Another group of party and charter boats

sails from Brielle and Point Pleasant Beach to fish out of Manasquan Inlet, concentrating their efforts on the Klondike, Manasquan Ridge and along edges of the Mud Hole. The Barnegat Inlet fleet hits both North and South Barnegat Ridge.

Initially, most of the packets will try chumming. If the wind is moderate to light, they're able to drift, chumming with ground-up bunker as they go. If the wind's brisk, they'll anchor on some choice bottom and chum.
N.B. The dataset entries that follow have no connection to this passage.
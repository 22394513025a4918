//! Point-in-time regime flags for an arbitrary analysis timeline.
//!
//! For each timeline date the flags use only bars dated on or before it:
//! moving averages are trailing, and alignment onto the timeline only ever
//! carries values forward. Upstream trouble never fails the caller; the
//! affected flag is reported as all `false` with a warning.

use super::{InstrumentRegime, RegimeDirection, RegimeFlags, RegimeSnapshot};
use crate::align::{point_in_time_join, FillPolicy};
use crate::config::RegimeConfig;
use crate::data::sectors::SectorMap;
use crate::data::sync::{validate_symbol, SyncOptions, SyncOrchestrator, HISTORY_START};
use crate::data::DataError;
use crate::domain::{BarSeries, Interval};
use crate::memo::{InMemoryMemo, MemoCache};
use chrono::{Months, NaiveDate};
use std::collections::{BTreeMap, HashMap};
use std::sync::Arc;
use tracing::{debug, warn};

/// Memo of a single instrument's regime on a date.
pub type RegimeMemo = dyn MemoCache<(String, NaiveDate), bool>;

#[derive(Debug, Clone, PartialEq)]
pub struct RegimeSettings {
    pub benchmark: String,
    pub benchmark_window: usize,
    pub sector_window: usize,
    pub warmup_months: u32,
    pub interval: Interval,
    /// Drop bars dated on the clock's today before computing, so a partial
    /// bar for a session still in progress never feeds a flag.
    pub exclude_today: bool,
    pub sync_options: SyncOptions,
}

impl Default for RegimeSettings {
    fn default() -> Self {
        Self {
            benchmark: "SPY".into(),
            benchmark_window: 200,
            sector_window: 50,
            warmup_months: 12,
            interval: Interval::Day1,
            exclude_today: false,
            sync_options: SyncOptions::default(),
        }
    }
}

impl RegimeSettings {
    pub fn from_config(config: &RegimeConfig) -> Self {
        Self {
            benchmark: config.benchmark.symbol.clone(),
            benchmark_window: config.benchmark.window,
            sector_window: config.sectors.window,
            warmup_months: config.warmup_months,
            ..Self::default()
        }
    }
}

pub struct RegimeEngine {
    sync: Arc<SyncOrchestrator>,
    sectors: SectorMap,
    settings: RegimeSettings,
    memo: Arc<RegimeMemo>,
}

impl RegimeEngine {
    /// Windows below one bar are raised to one.
    pub fn new(sync: Arc<SyncOrchestrator>, sectors: SectorMap, mut settings: RegimeSettings) -> Self {
        settings.benchmark_window = settings.benchmark_window.max(1);
        settings.sector_window = settings.sector_window.max(1);
        Self {
            sync,
            sectors,
            settings,
            memo: Arc::new(InMemoryMemo::new()),
        }
    }

    /// Replace the memo, e.g. to share one across engines in a run.
    pub fn with_memo(mut self, memo: Arc<RegimeMemo>) -> Self {
        self.memo = memo;
        self
    }

    pub fn settings(&self) -> &RegimeSettings {
        &self.settings
    }

    pub fn sector_for(&self, symbol: &str) -> &str {
        self.sectors.sector_for(symbol)
    }

    /// Flags for `symbol` on every date of `timeline`, in timeline order.
    pub fn historical_regime(
        &self,
        symbol: &str,
        timeline: &[NaiveDate],
    ) -> Result<RegimeFlags, DataError> {
        validate_symbol(symbol)?;
        let (Some(&earliest), Some(&latest)) = (timeline.iter().min(), timeline.iter().max())
        else {
            return Ok(RegimeFlags::default());
        };

        let fetch_start = warmup_start(earliest, self.settings.warmup_months);
        let benchmark = self.settings.benchmark.as_str();
        let sector = self.sectors.sector_for(symbol);

        // The sector instrument defaults to the benchmark; fetch it once.
        let mut fetched: HashMap<&str, Option<BarSeries>> = HashMap::new();
        for instrument in [benchmark, sector] {
            if !fetched.contains_key(instrument) {
                let series = self.fetch_series(instrument, fetch_start, latest);
                fetched.insert(instrument, series);
            }
        }

        let market_ok = self.align_flags(
            benchmark,
            fetched.get(benchmark).and_then(Option::as_ref),
            self.settings.benchmark_window,
            timeline,
        );
        let sector_ok = self.align_flags(
            sector,
            fetched.get(sector).and_then(Option::as_ref),
            self.settings.sector_window,
            timeline,
        );

        debug!(symbol, sector, dates = timeline.len(), "regime computed");
        Ok(RegimeFlags::new(market_ok, sector_ok))
    }

    /// Regime of the benchmark and of `symbol`'s sector instrument today.
    ///
    /// Memoized per (instrument, date), so a batch over many symbols that
    /// share a sector computes each instrument once per day.
    pub fn current_regime(&self, symbol: &str) -> Result<RegimeSnapshot, DataError> {
        validate_symbol(symbol)?;
        let today = self.sync.today();
        let benchmark = self.settings.benchmark.clone();
        let sector = self.sectors.sector_for(symbol).to_string();

        let mut regimes = BTreeMap::new();
        let market = self.instrument_today(&benchmark, self.settings.benchmark_window, today);
        regimes.insert(benchmark.clone(), market);
        if sector != benchmark {
            let ok = self.instrument_today(&sector, self.settings.sector_window, today);
            regimes.insert(sector, ok);
        }
        Ok(RegimeSnapshot {
            as_of: today,
            regimes,
        })
    }

    /// Drop memoized regimes, e.g. after a forced resync.
    pub fn clear_memo(&self) {
        self.memo.clear();
    }

    fn instrument_today(&self, instrument: &str, window: usize, today: NaiveDate) -> bool {
        let key = (format!("{instrument}@{window}"), today);
        if let Some(ok) = self.memo.get(&key) {
            return ok;
        }
        let start = warmup_start(today, self.settings.warmup_months);
        let series = self.fetch_series(instrument, start, today);
        let ok = self
            .align_flags(instrument, series.as_ref(), window, &[today])
            .first()
            .copied()
            .unwrap_or(false);
        self.memo.put(key, ok);
        ok
    }

    /// Bars for an instrument, or `None` (with a warning) when unavailable.
    fn fetch_series(&self, instrument: &str, start: NaiveDate, end: NaiveDate) -> Option<BarSeries> {
        let series = match self.sync.get_range(
            instrument,
            start,
            end,
            self.settings.interval,
            self.settings.sync_options,
        ) {
            Ok(series) => series,
            Err(e) => {
                warn!(instrument, error = %e, "regime input unavailable, flag defaults to false");
                return None;
            }
        };
        if self.settings.exclude_today {
            let today = self.sync.today();
            let kept: BarSeries = series.bars().iter().filter(|b| b.date < today).cloned().collect();
            return Some(kept);
        }
        Some(series)
    }

    fn align_flags(
        &self,
        instrument: &str,
        series: Option<&BarSeries>,
        window: usize,
        timeline: &[NaiveDate],
    ) -> Vec<bool> {
        let Some(series) = series else {
            return vec![false; timeline.len()];
        };
        if series.len() < window {
            warn!(
                instrument,
                bars = series.len(),
                window,
                "insufficient history for moving average, flag defaults to false"
            );
            return vec![false; timeline.len()];
        }
        let regime = InstrumentRegime::compute(series, window, RegimeDirection::Above);
        point_in_time_join(&regime.regime_points(), timeline, &FillPolicy::conservative())
    }
}

/// First date to fetch so a moving average is warm by `earliest`.
pub(crate) fn warmup_start(earliest: NaiveDate, months: u32) -> NaiveDate {
    earliest
        .checked_sub_months(Months::new(months))
        .unwrap_or(HISTORY_START)
}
The key to chumming, especially on these ocean waters, is to use a rod rated for 20- or 30-pound-test, since you'll often be encountering big blues in the 10- to 15-pound class. Using light tackle, especially spinning tackle, will cause you -- and neighboring anglers -- a lot of grief.

Another key is to keep your 6/0 or 7/0 beak-style butterfish-baited hook constantly drifting with the current. In that way, it drifts out in the same depth of the water column as the chum.

Immediately after Labor Day, these boats will concentrate on bluefish in deeper water. But as forage species vacate the bays and rivers, these boats will work the schools tight to the beach.

Small-boat anglers have the best of both worlds when they sail from Barnegat Inlet, since they can ply the waters off Island Beach State Park to the north, or Long Beach Island to the south. Should inclement weather develop, they can scoot back into the inlet, where there are fine casting opportunities along the two long rock jetties flanking the inlet.

There are also many fish along the sedge islands that border Oyster Creek Channel, where drifting live eels, spot or chunks of menhaden or herring often produce.


Beautiful beaches and myriad rock jetties provide surfcasters with great opportunities from Sandy Hook to Shark River. As baitfish vacate the bays and rivers, beginning with the mullet in September, the bass will follow.

At times, this becomes an around-the-clock fishery. But in looking back over a lifetime of fishing this area, I've settled on a pattern, preferring to get on the beach an hour before first light. Often I experience superb fishing between then and shortly after the sun comes up.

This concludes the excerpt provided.